Next, the color fill aesthetic will be the file’s DRYness % (uloc / lines), with darker hues meaning more duplication relative to line counts, and lighter hues meaning more unique, non-blank content.

We’ll start with a fresh dataset using scc_by_file(), setting dryness to TRUE.

r_files <- scc_by_file(pkg_path, include_ext = "r", dryness = TRUE)

We can exclude files with zero weighted_complexity because there is nothing to size the circle by:

r_files <- dplyr::filter(r_files, weighted_complexity > 0)
dplyr::glimpse(r_files)
## Rows: 114
## Columns: 14
## $ language            <chr> "R", "R", "R", "R", …
## $ filename            <chr> "c-lib.R", "aaa-topi…
## $ location            <chr> "/Users/mjfrigaard/p…
## $ lines               <int> 413, 93, 355, 551, 2…
## $ code                <int> 312, 65, 280, 63, 23…
## $ comments            <int> 26, 10, 12, 472, 3, …
## $ blanks              <int> 75, 18, 63, 16, 40, …
## $ complexity          <int> 21, 4, 49, 6, 5, 14,…
## $ weighted_complexity <dbl> 6.7307692, 6.1538462…
## $ bytes               <int> 9381, 2708, 10127, 1…
## $ uloc                <int> 244, 63, 227, 333, 1…
## $ dryness             <dbl> 0.5907990, 0.6774194…
## $ generated           <lgl> FALSE, FALSE, FALSE,…
## $ minified            <lgl> FALSE, FALSE, FALSE,…

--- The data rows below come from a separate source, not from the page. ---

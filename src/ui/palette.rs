//! Colour palettes
//!
//! The panel shows 64 colours, two bits per channel. `device_color` widens a
//! 24-bit colour to `ColorMode` after quantising it to that grid.

use embedded_graphics::pixelcolor::Rgb565;

use super::FACE_ROWS;
use crate::peripherals::display::ColorMode;

const LEVELS_5: [u8; 4] = [0, 10, 21, 31];
const LEVELS_6: [u8; 4] = [0, 21, 42, 63];

/// Quantise `0xRRGGBB` to the 64-colour grid
pub const fn device_color(rgb: u32) -> ColorMode {
    let r = ((rgb >> 22) & 0b11) as usize;
    let g = ((rgb >> 14) & 0b11) as usize;
    let b = ((rgb >> 6) & 0b11) as usize;
    Rgb565::new(LEVELS_5[r], LEVELS_6[g], LEVELS_5[b])
}

pub mod colors {
    use super::{device_color, ColorMode};

    pub const WHITE: ColorMode = device_color(0xFFFFFF);
    pub const BLACK: ColorMode = device_color(0x000000);
    pub const COBALT_BLUE: ColorMode = device_color(0x0055AA);
    pub const CELESTE: ColorMode = device_color(0xAAFFFF);
    pub const PICTON_BLUE: ColorMode = device_color(0x55AAFF);
    pub const DARK_CANDY_APPLE_RED: ColorMode = device_color(0xAA0000);
    pub const MELON: ColorMode = device_color(0xFFAAAA);
    pub const RAJAH: ColorMode = device_color(0xFFAA55);
}

/// Colours for one grid row
#[derive(Clone, Copy, Debug, PartialEq, Eq)]
pub struct RowPalette {
    /// Glyph colour
    pub font: ColorMode,
    /// First background dither colour
    pub background1: ColorMode,
    /// Second background dither colour
    pub background2: ColorMode,
}

impl RowPalette {
    pub const fn new(font: ColorMode, background1: ColorMode, background2: ColorMode) -> Self {
        Self {
            font,
            background1,
            background2,
        }
    }

    /// Palette for the 2-bit background tile. Index 3 is unused by the
    /// asset and drawn as the mask.
    pub fn tile(&self, mask: ColorMode) -> [Option<ColorMode>; 4] {
        [
            Some(mask),
            Some(self.background1),
            Some(self.background2),
            Some(mask),
        ]
    }

    /// Palette for the 1-bit font sheet: clear, then the glyph colour
    pub fn glyph(&self) -> [Option<ColorMode>; 2] {
        [None, Some(self.font)]
    }
}

/// Palettes for every row plus the mask colour behind the grid
#[derive(Clone, Copy, Debug, PartialEq, Eq)]
pub struct Palette {
    pub mask: ColorMode,
    pub rows: [RowPalette; FACE_ROWS],
}

impl Palette {
    pub fn row(&self, row: u8) -> Option<&RowPalette> {
        self.rows.get(row as usize)
    }
}

impl Default for Palette {
    fn default() -> Self {
        let blue = RowPalette::new(colors::COBALT_BLUE, colors::CELESTE, colors::PICTON_BLUE);
        let red = RowPalette::new(colors::DARK_CANDY_APPLE_RED, colors::MELON, colors::RAJAH);

        Self {
            mask: colors::WHITE,
            rows: [blue, red, blue, blue, blue],
        }
    }
}
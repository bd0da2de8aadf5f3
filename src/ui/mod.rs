//! UI definitions module

use core::fmt;

use embedded_graphics::draw_target::DrawTarget;

use crate::{
    peripherals::{battery::BatteryInfo, display::ColorMode},
    system::host::{Host, ResourceId, ResourceProvider},
};

pub mod font;
pub mod glyph_watchface;
pub mod palette;
pub mod renderer;

/// Grid rows
pub const FACE_ROWS: usize = 5;
/// Grid columns, also the length of a row's text
pub const FACE_COLUMNS: usize = 5;

/// Event interface the host wires its window, tick and battery callbacks to
pub trait WatchFace<'r> {
    /// Window load: acquire bitmaps and populate every row
    fn on_load<R, H>(&mut self, resources: &R, host: &mut H) -> Result<(), Error>
    where
        R: ResourceProvider<'r>,
        H: Host;

    /// Window unload: release bitmaps
    fn on_unload(&mut self) -> Result<(), Error>;

    /// Whole-minute tick
    fn on_minute_tick<H: Host>(&mut self, host: &mut H);

    /// Battery state change
    fn on_battery_change<H: Host>(&mut self, state: BatteryInfo, host: &mut H);

    /// Paint the whole face onto `surface`
    fn on_redraw<D>(&self, surface: &mut D) -> Result<(), Error>
    where
        D: DrawTarget<Color = ColorMode>;
}

/// Lifecycle of a watchface window
#[derive(Clone, Copy, Debug, PartialEq, Eq)]
#[cfg_attr(feature = "defmt", derive(defmt::Format))]
pub enum FaceState {
    Uninitialized,
    Loaded,
    Unloaded,
}

impl fmt::Display for FaceState {
    fn fmt(&self, f: &mut fmt::Formatter<'_>) -> fmt::Result {
        f.write_str(match self {
            FaceState::Uninitialized => "uninitialized",
            FaceState::Loaded => "loaded",
            FaceState::Unloaded => "unloaded",
        })
    }
}

#[derive(Clone, Copy, Debug, PartialEq, Eq)]
#[cfg_attr(feature = "defmt", derive(defmt::Format))]
pub enum Error {
    /// The provider has no bitmap for this id
    ResourceMissing(ResourceId),
    /// Bitmap is empty or too small for the layout
    BitmapSize(ResourceId),
    /// Load or unload requested from the wrong state
    Lifecycle(FaceState),
    /// Redraw without loaded bitmaps
    NotLoaded,
    /// Row index past the bottom of the grid
    RowOutOfRange(u8),
    /// The render surface failed
    Draw,
}

impl fmt::Display for Error {
    fn fmt(&self, f: &mut fmt::Formatter<'_>) -> fmt::Result {
        match self {
            Error::ResourceMissing(id) => write!(f, "missing bitmap resource {}", id),
            Error::BitmapSize(id) => write!(f, "bitmap resource {} has the wrong size", id),
            Error::Lifecycle(state) => write!(f, "invalid transition while {}", state),
            Error::NotLoaded => f.write_str("watchface is not loaded"),
            Error::RowOutOfRange(row) => write!(f, "row {} is outside the grid", row),
            Error::Draw => f.write_str("render surface error"),
        }
    }
}

/// Byte stored for characters that have no glyph
const UNSUPPORTED: u8 = 0x7F;

/// Text of one grid row: exactly `FACE_COLUMNS` ASCII bytes.
///
/// Longer text is truncated, shorter text padded with spaces. Non-ASCII
/// characters are kept as a single unsupported byte so they render as the
/// blank glyph.
#[derive(Clone, Copy, PartialEq, Eq)]
pub struct RowText([u8; FACE_COLUMNS]);

impl RowText {
    pub const BLANK: Self = Self([b' '; FACE_COLUMNS]);

    pub fn new(text: &str) -> Self {
        let mut row = Self::BLANK;
        for (cell, ch) in row.0.iter_mut().zip(text.chars()) {
            *cell = if ch.is_ascii() { ch as u8 } else { UNSUPPORTED };
        }
        row
    }

    /// Replace the character in one cell; out-of-range cells are ignored.
    pub fn set(&mut self, column: usize, ch: u8) {
        if let Some(cell) = self.0.get_mut(column) {
            *cell = if ch.is_ascii() { ch } else { UNSUPPORTED };
        }
    }

    pub fn bytes(&self) -> &[u8; FACE_COLUMNS] {
        &self.0
    }

    pub fn as_str(&self) -> &str {
        // Only ASCII is ever stored
        core::str::from_utf8(&self.0).unwrap_or("")
    }
}

impl Default for RowText {
    fn default() -> Self {
        Self::BLANK
    }
}

impl From<&str> for RowText {
    fn from(text: &str) -> Self {
        Self::new(text)
    }
}

impl fmt::Debug for RowText {
    fn fmt(&self, f: &mut fmt::Formatter<'_>) -> fmt::Result {
        write!(f, "RowText({:?})", self.as_str())
    }
}

#[cfg(feature = "defmt")]
impl defmt::Format for RowText {
    fn format(&self, f: defmt::Formatter) {
        defmt::write!(f, "{=str}", self.as_str())
    }
}
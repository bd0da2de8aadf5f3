//! Render surface for the watchface
//!
//! The device draws straight into the host's layer; anything implementing
//! `DrawTarget<Color = ColorMode>` works. `Framebuffer` is an in-memory
//! surface for hosts that blit a finished frame and for tests.

use core::convert::Infallible;

use embedded_graphics::{
    pixelcolor::{Rgb565, RgbColor},
    prelude::*,
    primitives::Rectangle,
};

/// Pixel format of the render surface
pub type ColorMode = Rgb565;

pub const LCD_W: usize = 144;
pub const LCD_H: usize = 168;

/// Full-screen canvas
pub type DisplayCanvas = Framebuffer<LCD_W, LCD_H>;

/// Fixed-size pixel buffer, row-major
#[derive(Clone, PartialEq, Eq)]
pub struct Framebuffer<const W: usize, const H: usize> {
    pixels: [[ColorMode; W]; H],
}

impl<const W: usize, const H: usize> Framebuffer<W, H> {
    /// Create a black canvas
    pub const fn new() -> Self {
        Self {
            pixels: [[ColorMode::BLACK; W]; H],
        }
    }

    /// Colour at `point`, `None` when outside the canvas
    pub fn pixel(&self, point: Point) -> Option<ColorMode> {
        let (x, y) = Self::index(point)?;
        Some(self.pixels[y][x])
    }

    fn index(point: Point) -> Option<(usize, usize)> {
        let x = usize::try_from(point.x).ok()?;
        let y = usize::try_from(point.y).ok()?;
        (x < W && y < H).then_some((x, y))
    }
}

impl<const W: usize, const H: usize> Default for Framebuffer<W, H> {
    fn default() -> Self {
        Self::new()
    }
}

impl<const W: usize, const H: usize> OriginDimensions for Framebuffer<W, H> {
    fn size(&self) -> Size {
        Size::new(W as u32, H as u32)
    }
}

impl<const W: usize, const H: usize> DrawTarget for Framebuffer<W, H> {
    type Color = ColorMode;
    type Error = Infallible;

    fn draw_iter<I>(&mut self, pixels: I) -> Result<(), Self::Error>
    where
        I: IntoIterator<Item = Pixel<Self::Color>>,
    {
        // Out-of-bounds pixels are dropped, like on the panel
        for Pixel(point, color) in pixels {
            if let Some((x, y)) = Self::index(point) {
                self.pixels[y][x] = color;
            }
        }
        Ok(())
    }

    fn fill_solid(&mut self, area: &Rectangle, color: Self::Color) -> Result<(), Self::Error> {
        let area = area.intersection(&self.bounding_box());
        if let Some(bottom_right) = area.bottom_right() {
            let (x0, y0) = (area.top_left.x as usize, area.top_left.y as usize);
            let (x1, y1) = (bottom_right.x as usize, bottom_right.y as usize);
            for row in &mut self.pixels[y0..=y1] {
                row[x0..=x1].fill(color);
            }
        }
        Ok(())
    }
}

The packcircles::circleProgressiveLayout() can be used to compute the area-proportional circle size:

library(packcircles)
packing <- packcircles::circleProgressiveLayout(
  r_files$weighted_complexity, sizetype = "area"
)

This creates a dataset with x, y, and radius columns (with the same number of observations as our previous r_files dataset).

dplyr::glimpse(packing)
## Rows: 114
## Columns: 3
## $ x      <dbl> -1.46371800, 1.39958211, 0.052866…
## $ y      <dbl> 0.0000000, 0.0000000, -3.5102885,…
## $ radius <dbl> 1.4637180, 1.3995821, 2.3601744, …

The number of rows in packing is important, because it allows us to bind the filename, weighted_complexity, and dryness columns back to the packing data:

packing <- dplyr::bind_cols(
  packing, # circle size data 
  dplyr::select(r_files, # original columns
    filename, weighted_complexity, dryness)
  )
dplyr::glimpse(packing)
## Rows: 114
## Columns: 6
## $ x                   <dbl> -1.46371800, 1.39958…
## $ y                   <dbl> 0.0000000, 0.0000000…
## $ radius              <dbl> 1.4637180, 1.3995821…
## $ filename            <chr> "c-lib.R", "aaa-topi…
## $ weighted_complexity <dbl> 6.7307692, 6.1538462…
## $ dryness             <dbl> 0.5907990, 0.6774194…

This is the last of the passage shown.